> [RECORDED DATA]
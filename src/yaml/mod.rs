//! Structure-preserving YAML documents.
//!
//! [`YamlDocument`] wraps the lossless mapping model from [`model`] with the
//! operations the rest of the crate needs: parse, resolve a key path, ensure a
//! key path exists, locate an entry and render back to text.
//!
//! Only block-mapping documents are edited. Text is validated with
//! `serde_yaml` first, so a malformed file is reported as malformed rather
//! than guessed at, and a document whose root is a sequence or a scalar is
//! rejected with [`YamlBuddyError::NotAMapping`].
//!
//! # Example
//!
//! ```rust
//! use yamlbuddy::placeholder::KeyPath;
//! use yamlbuddy::yaml::YamlDocument;
//!
//! let mut doc = YamlDocument::parse("application.yml", "server:\n  port: 8080 # http\n")?;
//! let path = KeyPath::parse("server.ssl.enabled")?;
//! assert!(!doc.resolve(&path).is_resolved());
//!
//! doc.ensure_path(&path);
//! assert_eq!(doc.render(), "server:\n  port: 8080 # http\n  ssl:\n    enabled:\n");
//! # Ok::<(), yamlbuddy::core::YamlBuddyError>(())
//! ```

pub mod model;
mod parser;
pub mod resolve;
pub mod synthesize;

pub use model::{Entry, Mapping, Node, Scalar, ScalarStyle};
pub use resolve::Resolution;
pub use synthesize::Synthesis;

use crate::core::YamlBuddyError;
use crate::placeholder::KeyPath;
use serde::Serialize;
use std::path::{Path, PathBuf};
use tracing::{debug, trace};

/// A 1-based line and column inside a document.
#[derive(Debug, Clone, Copy, PartialEq, Eq, Serialize)]
pub struct Position {
    pub line: usize,
    pub column: usize,
}

/// A parsed YAML document that renders back to its source text.
///
/// Documents outside the block-mapping layout the editor models (a flow
/// mapping root, complex keys) still load: they resolve through their
/// `serde_yaml` value but are read-only, and synthesis reports
/// [`Synthesis::ReadOnly`].
#[derive(Debug, Clone)]
pub struct YamlDocument {
    path: PathBuf,
    root: Mapping,
    value: serde_yaml::Value,
    layout: Layout,
    bom: bool,
    line_ending: &'static str,
    final_newline: bool,
    modified: bool,
}

#[derive(Debug, Clone)]
enum Layout {
    Editable,
    ReadOnly { source: String },
}

impl YamlDocument {
    /// Parse `text` read from `path`.
    ///
    /// A leading byte order mark is kept aside and written back by
    /// [`render`](Self::render).
    ///
    /// # Errors
    ///
    /// - [`YamlBuddyError::MalformedDocument`] if the text is not valid YAML
    /// - [`YamlBuddyError::NotAMapping`] if the root is not a mapping
    pub fn parse(path: impl Into<PathBuf>, text: &str) -> Result<Self, YamlBuddyError> {
        let path = path.into();
        let shown = path.display().to_string();

        let (bom, text) = match text.strip_prefix('\u{feff}') {
            Some(rest) => (true, rest),
            None => (false, text),
        };

        let mut raw_lines: Vec<&str> = text.split('\n').collect();
        let final_newline = text.ends_with('\n');
        if final_newline {
            raw_lines.pop();
        }
        if text.is_empty() {
            raw_lines.clear();
        }

        let crlf = raw_lines.iter().any(|line| line.ends_with('\r'));
        let lines: Vec<&str> =
            raw_lines.iter().map(|line| line.strip_suffix('\r').unwrap_or(*line)).collect();

        let value = if lines.iter().all(|line| parser::is_trivia(line)) {
            serde_yaml::Value::Null
        } else {
            validate(&shown, text)?
        };

        let (root, layout) = match parser::parse_lines(&lines, &shown) {
            Ok(root) => (root, Layout::Editable),
            Err(e) => {
                debug!("Loading {shown} read-only: {e}");
                (
                    Mapping::default(),
                    Layout::ReadOnly {
                        source: text.to_string(),
                    },
                )
            }
        };
        trace!("Parsed {} with {} top-level keys", shown, root.len());

        Ok(Self {
            path,
            root,
            value,
            layout,
            bom,
            line_ending: if crlf { "\r\n" } else { "\n" },
            final_newline,
            modified: false,
        })
    }

    /// An empty document for `path`.
    #[must_use]
    pub fn empty(path: impl Into<PathBuf>) -> Self {
        Self {
            path: path.into(),
            root: Mapping::default(),
            value: serde_yaml::Value::Null,
            layout: Layout::Editable,
            bom: false,
            line_ending: "\n",
            final_newline: true,
            modified: false,
        }
    }

    /// The file this document was read from.
    #[must_use]
    pub fn path(&self) -> &Path {
        &self.path
    }

    /// The root mapping. Empty for a read-only document.
    #[must_use]
    pub const fn root(&self) -> &Mapping {
        &self.root
    }

    /// Whether [`ensure_path`](Self::ensure_path) can edit this document.
    #[must_use]
    pub const fn is_editable(&self) -> bool {
        matches!(self.layout, Layout::Editable)
    }

    /// Resolve `path` against the document.
    ///
    /// The model is tried first; a path it cannot follow (into a flow
    /// collection, or in a read-only document) is looked up in the value tree.
    #[must_use]
    pub fn resolve(&self, path: &KeyPath) -> Resolution<'_> {
        let found = resolve::resolve(&self.root, path);
        if found.is_resolved() {
            return found;
        }
        // Synthesis only adds keys, so the value tree never holds a key the
        // model lost.
        resolve::resolve_value(&self.value, path)
    }

    /// Make sure `path` exists, synthesizing whatever is missing.
    pub fn ensure_path(&mut self, path: &KeyPath) -> Synthesis {
        if self.resolve(path).is_resolved() {
            return Synthesis::AlreadyPresent;
        }
        if !self.is_editable() {
            return Synthesis::ReadOnly;
        }

        let outcome = synthesize::ensure_path(&mut self.root, path);
        if outcome.changed() {
            self.modified = true;
            self.final_newline = true;
        }
        outcome
    }

    /// Whether [`ensure_path`](Self::ensure_path) changed the document.
    #[must_use]
    pub const fn is_modified(&self) -> bool {
        self.modified
    }

    /// Render the document. An unmodified document renders to its source text.
    #[must_use]
    pub fn render(&self) -> String {
        let mut text = String::new();
        if self.bom {
            text.push('\u{feff}');
        }

        if let Layout::ReadOnly { source } = &self.layout {
            text.push_str(source);
            return text;
        }

        let mut lines = Vec::new();
        collect_lines(&self.root, &mut lines);
        text.push_str(&lines.join(self.line_ending));
        if self.final_newline && !lines.is_empty() {
            text.push_str(self.line_ending);
        }
        text
    }

    /// Position of the key holding the last segment of `path`, if it resolves.
    ///
    /// A key inside a flow collection is reported at the entry holding the
    /// collection; in a read-only document at the start of the document.
    #[must_use]
    pub fn locate(&self, path: &KeyPath) -> Option<Position> {
        if !self.resolve(path).is_resolved() {
            return None;
        }

        let Some(target) = resolve::deepest_entry(&self.root, path) else {
            return Some(Position { line: 1, column: 1 });
        };
        let mut line = 0;
        find_line(&self.root, target, &mut line).then(|| Position {
            line,
            column: target.indent + 1,
        })
    }
}

fn validate(path: &str, text: &str) -> Result<serde_yaml::Value, YamlBuddyError> {
    match serde_yaml::from_str::<serde_yaml::Value>(text) {
        Ok(value @ (serde_yaml::Value::Mapping(_) | serde_yaml::Value::Null)) => Ok(value),
        Ok(_) => Err(YamlBuddyError::NotAMapping {
            path: path.to_string(),
        }),
        Err(e) => Err(YamlBuddyError::MalformedDocument {
            path: path.to_string(),
            reason: e.to_string(),
        }),
    }
}

fn collect_lines<'a>(mapping: &'a Mapping, out: &mut Vec<&'a str>) {
    for entry in &mapping.entries {
        out.extend(entry.leading.iter().map(String::as_str));
        out.push(&entry.head);
        match &entry.value {
            Node::Scalar(scalar) => out.extend(scalar.continuation.iter().map(String::as_str)),
            Node::Mapping(child) => collect_lines(child, out),
        }
    }
    out.extend(mapping.trailer.iter().map(String::as_str));
}

/// Advance `line` through the rendered layout until `target`'s key line.
fn find_line(mapping: &Mapping, target: &Entry, line: &mut usize) -> bool {
    for entry in &mapping.entries {
        *line += entry.leading.len() + 1;
        if std::ptr::eq(entry, target) {
            return true;
        }
        match &entry.value {
            Node::Scalar(scalar) => *line += scalar.continuation.len(),
            Node::Mapping(child) => {
                if find_line(child, target, line) {
                    return true;
                }
            }
        }
    }
    *line += mapping.trailer.len();
    false
}

#[cfg(test)]
mod tests {
    use super::*;

    fn path(raw: &str) -> KeyPath {
        KeyPath::parse(raw).unwrap()
    }

    #[test]
    fn test_unmodified_document_round_trips() {
        let sources = [
            "",
            "# only a comment",
            "{}\n",
            "---\nserver:\n  port: 8080 # http\n\n  host: \"local\\thost\"\n...\n",
            "a: 1\r\nb:\r\n  c: [1, 2]\r\n",
            "script: |\n  echo a\n\n  echo b\nlist:\n- x\n- y\nlast: 'q' # t",
            "\u{feff}server:\n  port: 8080\n",
            "{server: {port: 8080}}\n",
            "a:\n  hello\nb: 1\n",
        ];
        for source in sources {
            let doc = YamlDocument::parse("application.yml", source).unwrap();
            assert_eq!(doc.render(), source);
            assert!(!doc.is_modified());
        }
    }

    #[test]
    fn test_crlf_is_kept_for_new_lines() {
        let mut doc = YamlDocument::parse("application.yml", "a: 1\r\n").unwrap();
        doc.ensure_path(&path("b.c"));
        assert_eq!(doc.render(), "a: 1\r\nb:\r\n  c:\r\n");
    }

    #[test]
    fn test_missing_final_newline_is_added_on_change() {
        let mut doc = YamlDocument::parse("application.yml", "a: 1").unwrap();
        assert_eq!(doc.render(), "a: 1");
        doc.ensure_path(&path("b"));
        assert_eq!(doc.render(), "a: 1\nb:\n");
    }

    #[test]
    fn test_empty_document_synthesis() {
        let mut doc = YamlDocument::empty("application.yaml");
        assert_eq!(doc.render(), "");
        doc.ensure_path(&path("server.port"));
        assert_eq!(doc.render(), "server:\n  port:\n");
    }

    #[test]
    fn test_rejects_malformed_and_non_mapping() {
        let err = YamlDocument::parse("a.yml", "key: [unclosed\n").unwrap_err();
        assert!(matches!(err, YamlBuddyError::MalformedDocument { .. }));

        let err = YamlDocument::parse("a.yml", "- one\n- two\n").unwrap_err();
        assert!(matches!(err, YamlBuddyError::NotAMapping { .. }));

        let err = YamlDocument::parse("a.yml", "just text\n").unwrap_err();
        assert!(matches!(err, YamlBuddyError::NotAMapping { .. }));
    }

    #[test]
    fn test_locate_reports_key_line_and_column() {
        let doc = YamlDocument::parse(
            "application.yml",
            "# head\nserver:\n  port: 8080\n  ssl:\n    enabled: true\nname: x\n",
        )
        .unwrap();
        assert_eq!(doc.locate(&path("server")), Some(Position { line: 2, column: 1 }));
        assert_eq!(doc.locate(&path("server.ssl.enabled")), Some(Position { line: 5, column: 5 }));
        assert_eq!(doc.locate(&path("name")), Some(Position { line: 6, column: 1 }));
        assert_eq!(doc.locate(&path("missing")), None);
    }

    #[test]
    fn test_locate_after_synthesis() {
        let mut doc = YamlDocument::parse("application.yml", "# created by YAML Buddy\n").unwrap();
        doc.ensure_path(&path("app.name"));
        assert_eq!(doc.locate(&path("app.name")), Some(Position { line: 3, column: 3 }));
    }

    #[test]
    fn test_byte_order_mark_is_not_part_of_the_first_key() {
        let mut doc = YamlDocument::parse("application.yml", "\u{feff}server:\n  port: 8080\n").unwrap();
        assert!(doc.resolve(&path("server.port")).is_resolved());
        assert_eq!(doc.locate(&path("server.port")), Some(Position { line: 2, column: 3 }));

        assert_eq!(doc.ensure_path(&path("server.port")), Synthesis::AlreadyPresent);
        doc.ensure_path(&path("server.host"));
        assert_eq!(doc.render(), "\u{feff}server:\n  port: 8080\n  host:\n");
    }

    #[test]
    fn test_flow_mapping_value_resolves_but_is_not_edited() {
        let original = "logging: {level: INFO}\nname: x\n";
        let mut doc = YamlDocument::parse("application.yml", original).unwrap();
        assert!(doc.is_editable());
        assert!(doc.resolve(&path("logging.level")).is_resolved());
        assert!(!doc.resolve(&path("logging.file")).is_resolved());
        // Reported at the entry holding the flow mapping.
        assert_eq!(doc.locate(&path("logging.level")), Some(Position { line: 1, column: 1 }));

        assert_eq!(doc.ensure_path(&path("logging.level")), Synthesis::AlreadyPresent);
        assert_eq!(doc.ensure_path(&path("logging.file")), Synthesis::Conflict { at: 0 });
        assert_eq!(doc.render(), original);
    }

    #[test]
    fn test_flow_mapping_root_is_read_only() {
        let original = "{server: {port: 8080}}\n";
        let mut doc = YamlDocument::parse("application.yml", original).unwrap();
        assert!(!doc.is_editable());
        assert!(doc.resolve(&path("server.port")).is_resolved());
        assert_eq!(doc.locate(&path("server.port")), Some(Position { line: 1, column: 1 }));
        assert_eq!(doc.locate(&path("server.host")), None);

        assert_eq!(doc.ensure_path(&path("server.host")), Synthesis::ReadOnly);
        assert!(!doc.is_modified());
        assert_eq!(doc.render(), original);
    }

    #[test]
    fn test_scalar_on_next_line_resolves_and_promotes() {
        let mut doc = YamlDocument::parse("application.yml", "a:\n  hello\nb: 1\n").unwrap();
        assert!(doc.resolve(&path("a")).is_resolved());
        assert!(doc.resolve(&path("b")).is_resolved());
        assert_eq!(doc.ensure_path(&path("a.c")), Synthesis::Promoted { at: 0 });
        assert_eq!(doc.render(), "a:\n  c:\nb: 1\n");
    }
}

> [TASK BRIEF] The answer must be every line of the records that holds the string "matches".

> [TASK SOLUTION]
        matches!(self.layout, Layout::Editable)
        assert!(matches!(err, YamlBuddyError::MalformedDocument { .. }));
        assert!(matches!(err, YamlBuddyError::NotAMapping { .. }));
        assert!(matches!(err, YamlBuddyError::NotAMapping { .. }));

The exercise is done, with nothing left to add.